Bonheur d’être à l’air, de se mouvoir sans soucis. Bonheur de ne pas entendre la voix de Nagui ou de Ruquier, les dialogues des Feux de l’amour ou les infos du jour…

Bonheur si simple qu’il en devient précieux comme une perle rare. Bonheur qui lui a tellement manqué durant ce long hiver où il est resté enfermé à longueur de journée avec Louisa. Pas méchante sa Louisa… non pas méchante, juste un brin maniaque et friande de séries à épisodes à rallonge alors que lui apprécie les reportages sportifs.

Chant de merle, pies qui se disputent un ver de terre… bientôt, dans un jour ou deux, voir une semaine, les hirondelles seront de retour… Louisa !

Louisa va encore rouspéter si ces jolies demoiselles tentent de construire leur abri sous le débordement du toit.

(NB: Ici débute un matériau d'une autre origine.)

//! Spawning external programs for build actions.

use std::process::Command;

use anyhow::{Context, bail};
use tracing::debug;

/// Run `command` to completion. `shown` names it in logs and errors.
///
/// Standard output is logged at debug level. A non-zero exit fails with the
/// exit code and whatever the program wrote to standard error.
pub(crate) fn check_output(command: &mut Command, shown: &str) -> anyhow::Result<()> {
  let program = command.get_program().to_string_lossy().into_owned();
  debug!(program = %program, working_dir = ?command.get_current_dir(), "spawning process");

  let output = command
    .output()
    .with_context(|| format!("failed to spawn {}", program))?;

  let stdout = String::from_utf8_lossy(&output.stdout);
  let stderr = String::from_utf8_lossy(&output.stderr);
  if !stdout.trim().is_empty() {
    debug!(stdout = %stdout.trim(), "command output");
  }

  if !output.status.success() {
    if !stderr.is_empty() {
      debug!(stderr = %stderr, "command stderr");
    }
    bail!(
      "command failed with exit code {:?}: {}{}",
      output.status.code(),
      shown,
      if stderr.trim().is_empty() {
        String::new()
      } else {
        format!("\n{}", stderr.trim())
      }
    );
  }
  Ok(())
}
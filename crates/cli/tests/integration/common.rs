//! Shared test helpers for CLI integration tests.

use std::path::PathBuf;

use assert_cmd::Command;
use assert_cmd::cargo::cargo_bin_cmd;
use tempfile::TempDir;

/// Registers a debug and a release variant for the host platform.
pub const VARIANT_CONFIG: &str = r#"
cake.add_variant{ platform = cake.host.platform, release = "false" }
cake.add_variant{ platform = cake.host.platform, release = "true" }
"#;

/// Copies `src/in.txt` through an intermediate file into `out/`.
pub const COPY_BUILD: &str = r#"
local staged = cake.copy("src/in.txt", "out/staged.txt")
cake.copy(staged, "out/final.txt")
cake.write("out/mode.txt", cake.variant.release == "true" and "release" or "debug")
"#;

/// Isolated project directory.
pub struct TestEnv {
  pub temp: TempDir,
  pub root: PathBuf,
}

impl TestEnv {
  /// A project with the variant config, the copy build and its input.
  pub fn copy_project() -> Self {
    let env = Self::empty();
    env.write_file("config.cake", VARIANT_CONFIG);
    env.write_file("build.cake", COPY_BUILD);
    env.write_file("src/in.txt", "payload");
    env
  }

  pub fn empty() -> Self {
    let temp = TempDir::new().unwrap();
    let root = dunce::canonicalize(temp.path()).unwrap();
    Self { temp, root }
  }

  /// Write a file relative to the project root.
  pub fn write_file(&self, relative_path: &str, content: &str) {
    let path = self.root.join(relative_path);
    if let Some(parent) = path.parent() {
      std::fs::create_dir_all(parent).unwrap();
    }
    std::fs::write(&path, content).unwrap();
  }

  pub fn read_file(&self, relative_path: &str) -> String {
    std::fs::read_to_string(self.root.join(relative_path))
      .unwrap_or_else(|e| panic!("failed to read {}: {}", relative_path, e))
  }

  /// A `cake` command running in the project root.
  pub fn cake_cmd(&self) -> Command {
    let mut cmd = cargo_bin_cmd!("cake");
    cmd.current_dir(&self.root).env_remove("RUST_LOG");
    cmd
  }
}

Didier ricane et l’imagine, à la fenêtre de l’étage, s’esquintant comme chaque année avec un manche de brosse pour tenter en vain de détruire le nid de terre sèche.

- Pas assez grande ma poulette !

- Tu parles tout seul à présent ?

Didier sursaute. Louisa, la corbeille à la main se dirige vers la lessive déjà séchée.

Didier, dont les mains terreuses le dédouanent de toute aide, replonge dans ses pensées. Il faudrait tondre, nettoyer la terrasse, s’occuper des parterres…

Un moineau vient boire dans la petite mare, le chat du voisin le guette, patient…

Une prairie couverte de pissenlits et de cardamines… Louisa et lui allongés… qu’elle était belle et gaie, mutine et si désirable… désirable, elle l’est toujours… Et lui ? A-t-il changé ? Comment le voit-elle à présent que le printemps de leur vie est derrière eux ?

Elle sentait la violette… et si ?

Le maigre bouquet de violettes dénichées dans la rocaille ne paie pas de mine mais qui sait, peut-être lui vaudra-t-il un baiser ? Ne pas oublier de changer de chaussures dans la cave, se brosser les m…

- Louisa ! Que.. que…

Au bas de l’escalier, Louisa est étendue parmi des pans de tissu éparpillés, la corbeille retournée et vide à ses côtés.

- Ma hanche, parvient-elle à chuchoter en grimaçant un vague sourire qui se voudrait rassurant.

Comme il est loin soudain, le temps insouciant des cardamines.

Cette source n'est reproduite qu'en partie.